Mengetahui potensi besar Papua yang dianugerahi keindahan gunung, lembah, pantai, danau, dan ragam budaya serta dilimpahi kekayaan tambang, ekspektasi publik pun semakin tinggi terhadap kesejahteraan masyarakatnya. Adanya Tambang Grasberg yaitu tambang emas terbesar di dunia dan tambang tembaga ketiga terbesar di dunia semakin meyakinkan orang menerima julukan Surga Kecil Yang Jatuh ke Bumi. Pengakuan atas banyak potensi unik, serta kekayaan sumber daya alam di atas bumi dan di perut bumi papua, ditambah lagi adat istiadat yang khas, memunculkan argumen kritis dari kalkulasi sederhana dan penalaran simpel bahwa semestinya dengan semua itu telah mengubah taraf hidup makmur masyarakat di sana secara adil. Warganet maupun audiens kemudian berusaha terlibat aktif, mengambil peran dan tanggungjawab menjadi bagian dari solusi melalui saran, kritik, komentar pada setiap forum diskusi. Apalagi di era teknologi informasi dan komunikasi ini orang semakin mudah mengekspresikan pikiran, perasaan dan pengalamannya tentang suatu obyek dalam banyak perspektif. Era kebebasan dan keterbukaan di berbagai ruang media sosial dan media massa memberikan kesempatan siapa saja dapat mengakses informasi sekaligus berpendapat secara merdeka.

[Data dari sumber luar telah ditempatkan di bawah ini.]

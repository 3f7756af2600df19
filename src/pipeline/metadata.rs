use crate::parser::play::{epilog_len, find_title, speech_offsets, titlecase, ParseError};

use serde::{Deserialize, Serialize};
use std::collections::{BTreeMap, HashMap};

/// Stage-1 output for a single file: the work's title and the map from
/// absolute byte offset to speaking character.
///
/// Immutable once extracted. An empty offset map means every line of the
/// file attributes to `EPILOG`.
#[derive(Debug, Clone, Serialize, Deserialize)]
pub struct WorkMetadata {
    pub title: String,
    pub title_formatted: String,
    pub offsets: BTreeMap<usize, String>,
}

impl WorkMetadata {
    /// Extracts metadata from one file's whole text.
    ///
    /// Degrades instead of failing: a file with no detectable title gets
    /// an empty title and no offsets, and a file whose title never
    /// recurs (no structured epilog) gets no offsets. Both cases leave
    /// every line attributed to `EPILOG`.
    pub fn extract(file_name: &str, text: &str) -> Self {
        let title = match find_title(text) {
            Ok(title) => title,
            Err(ParseError::TitleNotFound) => {
                tracing::warn!(
                    "No title found in {}, attributing all lines to the epilog",
                    file_name
                );
                return Self::untitled();
            }
        };

        let offsets = match epilog_len(text, &title) {
            Some(epilog) => speech_offsets(&text[epilog..], epilog),
            None => {
                tracing::warn!("Title of {} does not recur, no epilog detected", file_name);
                BTreeMap::new()
            }
        };

        Self {
            title_formatted: titlecase(&title),
            title,
            offsets,
        }
    }

    fn untitled() -> Self {
        Self {
            title: String::new(),
            title_formatted: String::new(),
            offsets: BTreeMap::new(),
        }
    }
}

/// The complete Stage-1 result: metadata for every file, keyed by file
/// index.
///
/// This is the broadcast dependency of the index stage. It is built once
/// after all Stage-1 tasks have joined, wrapped in an `Arc`, and handed
/// read-only to every Stage-2 task; no task mutates it.
#[derive(Debug, Default, Serialize, Deserialize)]
pub struct MetadataCatalog {
    by_file: HashMap<usize, WorkMetadata>,
}

impl MetadataCatalog {
    pub fn new() -> Self {
        Self::default()
    }

    pub fn insert(&mut self, file_index: usize, metadata: WorkMetadata) {
        self.by_file.insert(file_index, metadata);
    }

    pub fn get(&self, file_index: usize) -> Option<&WorkMetadata> {
        self.by_file.get(&file_index)
    }

    pub fn len(&self) -> usize {
        self.by_file.len()
    }

    pub fn is_empty(&self) -> bool {
        self.by_file.is_empty()
    }
}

Berbagai respon di dunia maya maupun di dunia nyata menunjukan bahwa kesejahteraan masyarakat di bumi cendrawasih ini belum mencapai harapan masyarakat. Dengan potensi yang besar semestinya orang yang mendiaminya memperoleh manfaat yang sebesar-besarnya, tercukupi semua kebutuhan dasar mereka dan terpenuhi hak-hak publik secara adil, terjangkau secara mudah dengan biaya yang murah. Namun melihat data IPM dari BPS yang terbit setiap tahunnya sebagai alat ukur terhadap capaian pembangunan manusia yang mencakup dimensi pokok pendidikan, kesehatan dan daya beli masyarakat dua Daerah di Papua (Papua Dan Papua Barat) selalu berada di posisi terendah dari total 34 provinsi yang ada. Indeks Kemahalan Konstruksi pun demikian, kedua daerah Papua berada dalam kategori tinggi. Tentu masih banyak lainnya seperti indeks kesulitan geografis, inflasi dan perekonomian yang menunjukan hal ironis antara potensi besar yang diimpikan dengan kondisi faktual ketertinggalan Papua. Terhadap semua itu, timbul pertanyaan reflektif apa yang salah? Siapa yang bertanggungjawab? Bagaimana memperbaikinya? Kapan memulainya? dan Darimana memulainya?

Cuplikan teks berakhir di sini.